China’s poverty alleviation program is a mixture of centralized data and decentralized implementation. In the 2021 study “Chinese Poverty Alleviation Studies: A Political Economy Perspective,” the think tank New China Research (NCR) claims that the program can be summarized by the “5Ds”: “Determined Leadership, Detailed Blueprint, Development-Oriented, Data-based Governance, and Decentralized Delivery.” Since 2015, China decentralized the approval authority for poverty alleviation funds so that local governments can allocate resources based on specific needs of the community. Local cadre who live within the villages directly ask local governments for funds to help the community or even for funds to help individual households. This methodology devolves authority and democratizes resource allocation while using big data to track, analyze, and verify the effectiveness of the efforts.

Prior to the 2013 campaign, poverty data was general and elusive. China’s statistical departments could track overall trends but had no way of targeting the poverty status of specific individuals. In 2014, the then State Council Leading Group Office of Poverty Alleviation and Development created the ambitious cadre mobilization program to register every individual in poverty. In 2015, two million people were tasked with verifying the data they collected.

Over nine million cases were labeled as inaccurately identified, and eight million new cases were added. All individuals identified as being in poverty had their data split into nine parts: “basic information, evaluation and identification, causes of poverty, assistance plans, income and expenditures, policies and guarantees received, inspection and acceptance for poverty elimination, relevant agreements, and consolidation and improvement.”

“Based on the family archives,” the NCR study says, “the country has for the first time established a unified national poverty alleviation information and management system that covers nearly 100 million people and is regularly updated.” Thanks to this data, China is able to identify the root causes of poverty. The government found that 42% of poverty cases were due to illness, 20% to disasters, and 10% to school-related expenses. The remainder fell into a variety of other categories.

In the province of Guizhou, the government established the “Guizhou Poverty Alleviation Cloud” information system, which connected data from different government departments, sharing housing, education, and medical care data with industrial departments and data from poor households. Guizhou Renhe Zhiyuan Data Service Co., Ltd. collected data from over 20,000 villages to create a customized training program for workers based on skills and employment. It’s just a small example of how cybernetics has been used to address poverty.

While China might not have a country-wide Cybersyn program to track the entire economy like Chile developed, they have nonetheless channeled cybernetics in their own unique way as part of the war on poverty. Using big data and modeling, China has been able to track and eradicate absolute poverty, a feat never taken on, not to mention achieved, by any country in history.

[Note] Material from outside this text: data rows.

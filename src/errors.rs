use std::io;

use ledgerdesk_config::ConfigError;
use ledgerdesk_core::CoreError;
use rustyline::error::ReadlineError;
use thiserror::Error;

/// Failures that end the shell rather than a single command.
#[derive(Debug, Error)]
pub enum CliError {
    #[error(transparent)]
    Core(#[from] CoreError),
    #[error(transparent)]
    Config(#[from] ConfigError),
    #[error("Invalid input: {0}")]
    Input(String),
    #[error("Command failed: {0}")]
    Command(String),
    #[error("Line editor error: {0}")]
    Readline(#[from] ReadlineError),
    #[error("I/O error: {0}")]
    Io(#[from] io::Error),
}
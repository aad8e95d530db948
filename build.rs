use std::env;
use std::process::Command;

fn main() {
    println!("cargo:rerun-if-changed=build.rs");
    println!("cargo:rerun-if-changed=.git/HEAD");
    println!("cargo:rerun-if-changed=.git/refs");

    let hash = run("git", &["rev-parse", "--short", "HEAD"])
        .filter(|value| !value.is_empty())
        .unwrap_or_else(|| "unknown".into());
    let status = match run("git", &["status", "--porcelain"]) {
        Some(changes) if changes.is_empty() => "clean",
        Some(_) => "dirty",
        None => "unknown",
    };
    let timestamp = chrono::Utc::now().to_rfc3339_opts(chrono::SecondsFormat::Secs, true);
    let target = env::var("TARGET").unwrap_or_else(|_| "unknown-target".into());
    let profile = env::var("PROFILE").unwrap_or_else(|_| "unknown-profile".into());
    let rustc = run("rustc", &["--version"]).unwrap_or_else(|| "unknown".into());

    emit("HASH", &hash);
    emit("STATUS", status);
    emit("TIMESTAMP", &timestamp);
    emit("TARGET", &target);
    emit("PROFILE", &profile);
    emit("RUSTC", &rustc);
}

fn emit(key: &str, value: &str) {
    println!("cargo:rustc-env=LEDGERDESK_BUILD_{key}={value}");
}

/// Trimmed stdout of a successful command.
fn run(program: &str, args: &[&str]) -> Option<String> {
    let output = Command::new(program).args(args).output().ok()?;
    if !output.status.success() {
        return None;
    }
    String::from_utf8(output.stdout)
        .ok()
        .map(|text| text.trim().to_string())
}
//! Logged-in user and the companies, locations and voucher types it may use.

use serde::{Deserialize, Serialize};

use crate::common::*;
use crate::voucher::VoucherType;

/// Record cached under the `currentUser` session key.
#[derive(Debug, Clone, Serialize, Deserialize, PartialEq)]
#[serde(rename_all = "camelCase")]
pub struct CurrentUser {
    pub id: EntityId,
    pub name: String,
    #[serde(default)]
    pub email: Option<String>,
    #[serde(default)]
    pub companies: Vec<PermittedCompany>,
    #[serde(default)]
    pub voucher_types: Vec<VoucherType>,
}

impl CurrentUser {
    pub fn company(&self, id: EntityId) -> Option<&PermittedCompany> {
        self.companies.iter().find(|company| company.id == id)
    }
}

impl NamedEntity for CurrentUser {
    fn name(&self) -> &str {
        &self.name
    }
}

#[derive(Debug, Clone, Serialize, Deserialize, PartialEq)]
#[serde(rename_all = "camelCase")]
pub struct PermittedCompany {
    pub id: EntityId,
    pub name: String,
    #[serde(default)]
    pub locations: Vec<PermittedLocation>,
}

impl PermittedCompany {
    pub fn location(&self, id: EntityId) -> Option<&PermittedLocation> {
        self.locations.iter().find(|location| location.id == id)
    }
}

#[derive(Debug, Clone, Serialize, Deserialize, PartialEq)]
#[serde(rename_all = "camelCase")]
pub struct PermittedLocation {
    pub id: EntityId,
    pub name: String,
}

#[derive(Debug, Clone, Serialize, Deserialize, PartialEq)]
#[serde(rename_all = "camelCase")]
pub struct LoginRequest {
    pub email: String,
    pub password: String,
}

#[derive(Debug, Clone, Serialize, Deserialize, PartialEq)]
#[serde(rename_all = "camelCase")]
pub struct LoginResponse {
    pub token: String,
    pub user: CurrentUser,
}

#[cfg(test)]
mod tests {
    use super::*;

    #[test]
    fn current_user_round_trips_permissions() {
        let json = r#"{
            "id": 4,
            "name": "Ana",
            "companies": [{"id": 1, "name": "Acme", "locations": [{"id": 10, "name": "HQ"}]}],
            "voucherTypes": ["CASH", "JOURNAL"]
        }"#;
        let user: CurrentUser = serde_json::from_str(json).unwrap();
        assert_eq!(user.voucher_types, vec![VoucherType::Cash, VoucherType::Journal]);
        let company = user.company(1).expect("company");
        assert_eq!(company.location(10).map(|l| l.name.as_str()), Some("HQ"));
        assert!(user.company(2).is_none());
    }
}
//! ledgerdesk-domain
//!
//! Data shapes exchanged with the accounting API (companies, chart of accounts,
//! vouchers, number series, IOUs, vendor requisitions, dashboard figures).
//! No I/O, no HTTP, no terminal. Only data types and core enums.

pub mod account;
pub mod common;
pub mod company;
pub mod dashboard;
pub mod depreciation;
pub mod iou;
pub mod number_series;
pub mod partner;
pub mod requisition;
pub mod session;
pub mod voucher;

pub use account::*;
pub use common::*;
pub use company::*;
pub use dashboard::*;
pub use depreciation::*;
pub use iou::*;
pub use number_series::*;
pub use partner::*;
pub use requisition::*;
pub use session::*;
pub use voucher::*;
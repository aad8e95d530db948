//! Request/response shapes and the transport seam behind every API call.

use std::fmt;

use serde::de::DeserializeOwned;
use serde_json::Value;

use crate::error::{ApiError, CoreError, CoreResult};

#[derive(Debug, Clone, Copy, PartialEq, Eq, Hash)]
pub enum Method {
    Get,
    Post,
    Patch,
    Delete,
}

impl Method {
    pub fn as_str(self) -> &'static str {
        match self {
            Method::Get => "GET",
            Method::Post => "POST",
            Method::Patch => "PATCH",
            Method::Delete => "DELETE",
        }
    }
}

impl fmt::Display for Method {
    fn fmt(&self, f: &mut fmt::Formatter<'_>) -> fmt::Result {
        f.write_str(self.as_str())
    }
}

/// A JSON request against the API, relative to the configured base URL.
#[derive(Debug, Clone, PartialEq)]
pub struct ApiRequest {
    pub method: Method,
    pub path: String,
    pub query: Vec<(String, String)>,
    pub body: Option<Value>,
    pub bearer: Option<String>,
}

impl ApiRequest {
    pub fn new(method: Method, path: impl Into<String>) -> Self {
        Self {
            method,
            path: path.into(),
            query: Vec::new(),
            body: None,
            bearer: None,
        }
    }

    pub fn get(path: impl Into<String>) -> Self {
        Self::new(Method::Get, path)
    }

    pub fn post(path: impl Into<String>) -> Self {
        Self::new(Method::Post, path)
    }

    pub fn patch(path: impl Into<String>) -> Self {
        Self::new(Method::Patch, path)
    }

    pub fn delete(path: impl Into<String>) -> Self {
        Self::new(Method::Delete, path)
    }

    pub fn with_query(mut self, key: impl Into<String>, value: impl ToString) -> Self {
        self.query.push((key.into(), value.to_string()));
        self
    }

    pub fn with_optional_query<V: ToString>(self, key: &str, value: Option<V>) -> Self {
        match value {
            Some(value) => self.with_query(key, value),
            None => self,
        }
    }

    pub fn with_json<B: serde::Serialize>(mut self, body: &B) -> CoreResult<Self> {
        self.body = Some(serde_json::to_value(body)?);
        Ok(self)
    }

    pub fn with_bearer(mut self, token: impl Into<String>) -> Self {
        self.bearer = Some(token.into());
        self
    }

    pub fn query_value(&self, key: &str) -> Option<&str> {
        self.query
            .iter()
            .find(|(name, _)| name == key)
            .map(|(_, value)| value.as_str())
    }
}

#[derive(Debug, Clone, PartialEq)]
pub struct ApiResponse {
    pub status: u16,
    pub body: Value,
}

impl ApiResponse {
    pub fn new(status: u16, body: Value) -> Self {
        Self { status, body }
    }

    pub fn ok(body: Value) -> Self {
        Self::new(200, body)
    }

    pub fn is_success(&self) -> bool {
        (200..300).contains(&self.status)
    }
}

/// Executes requests. The HTTP implementation lives in `ledgerdesk-http`.
pub trait ApiTransport: Send + Sync {
    fn execute(&self, request: &ApiRequest) -> CoreResult<ApiResponse>;
}

impl<T: ApiTransport + ?Sized> ApiTransport for Box<T> {
    fn execute(&self, request: &ApiRequest) -> CoreResult<ApiResponse> {
        (**self).execute(request)
    }
}

/// `{ data, error }` outcome of a call; exactly one side is set.
#[derive(Debug, Clone, PartialEq)]
pub struct FetchResult<T> {
    pub data: Option<T>,
    pub error: Option<ApiError>,
}

impl<T: DeserializeOwned> FetchResult<T> {
    pub fn from_response(response: ApiResponse) -> Self {
        let flagged_failure = response.body.get("success") == Some(&Value::Bool(false));
        if !response.is_success() || flagged_failure {
            let message = error_message(&response.body);
            let error = match message {
                Some(message) => ApiError::new(Some(response.status), message),
                None => ApiError::generic(Some(response.status)),
            };
            return Self::failure(error);
        }
        match serde_json::from_value(payload(response.body)) {
            Ok(data) => Self {
                data: Some(data),
                error: None,
            },
            Err(err) => {
                tracing::warn!(error = %err, "unexpected response shape");
                Self::failure(ApiError::generic(Some(response.status)))
            }
        }
    }
}

impl<T> FetchResult<T> {
    pub fn failure(error: ApiError) -> Self {
        Self {
            data: None,
            error: Some(error),
        }
    }

    pub fn into_result(self) -> CoreResult<T> {
        match (self.data, self.error) {
            (_, Some(error)) => Err(match error.status {
                Some(401) => CoreError::Unauthenticated,
                Some(403) => CoreError::Forbidden(error.message),
                Some(404) => CoreError::NotFound(error.message),
                _ => CoreError::Api(error),
            }),
            (Some(data), None) => Ok(data),
            (None, None) => Err(CoreError::Api(ApiError::generic(None))),
        }
    }
}

/// Pulls the server-provided message out of an error body.
pub fn error_message(body: &Value) -> Option<String> {
    let candidates = [
        body.get("message"),
        body.get("error").filter(|value| value.is_string()),
        body.get("error").and_then(|error| error.get("message")),
        body.get("errors")
            .and_then(|errors| errors.get(0))
            .and_then(|first| first.get("message")),
    ];
    candidates
        .into_iter()
        .flatten()
        .filter_map(Value::as_str)
        .map(str::trim)
        .find(|message| !message.is_empty())
        .map(str::to_string)
        .or_else(|| body.as_str().map(str::to_string).filter(|s| !s.trim().is_empty()))
}

/// Unwraps a `{ "data": ... }` envelope when present.
fn payload(body: Value) -> Value {
    match body {
        Value::Object(mut map) if map.contains_key("data") => {
            map.remove("data").unwrap_or(Value::Null)
        }
        other => other,
    }
}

But if there’s one thing Cybernetics with Chinese Characteristics has taught us about socialist cybernetics, it’s that digital data can only do so much. The real work is carried out by the people on the ground—in this case, by those cadres who went door-to-door collecting data and living in the villages among the people. The magic is in the democratic decentralized implementation of the poverty alleviation program. “Bottom-up improvisation,” NCR says, “has been the driver of China’s escape from the poverty trap.”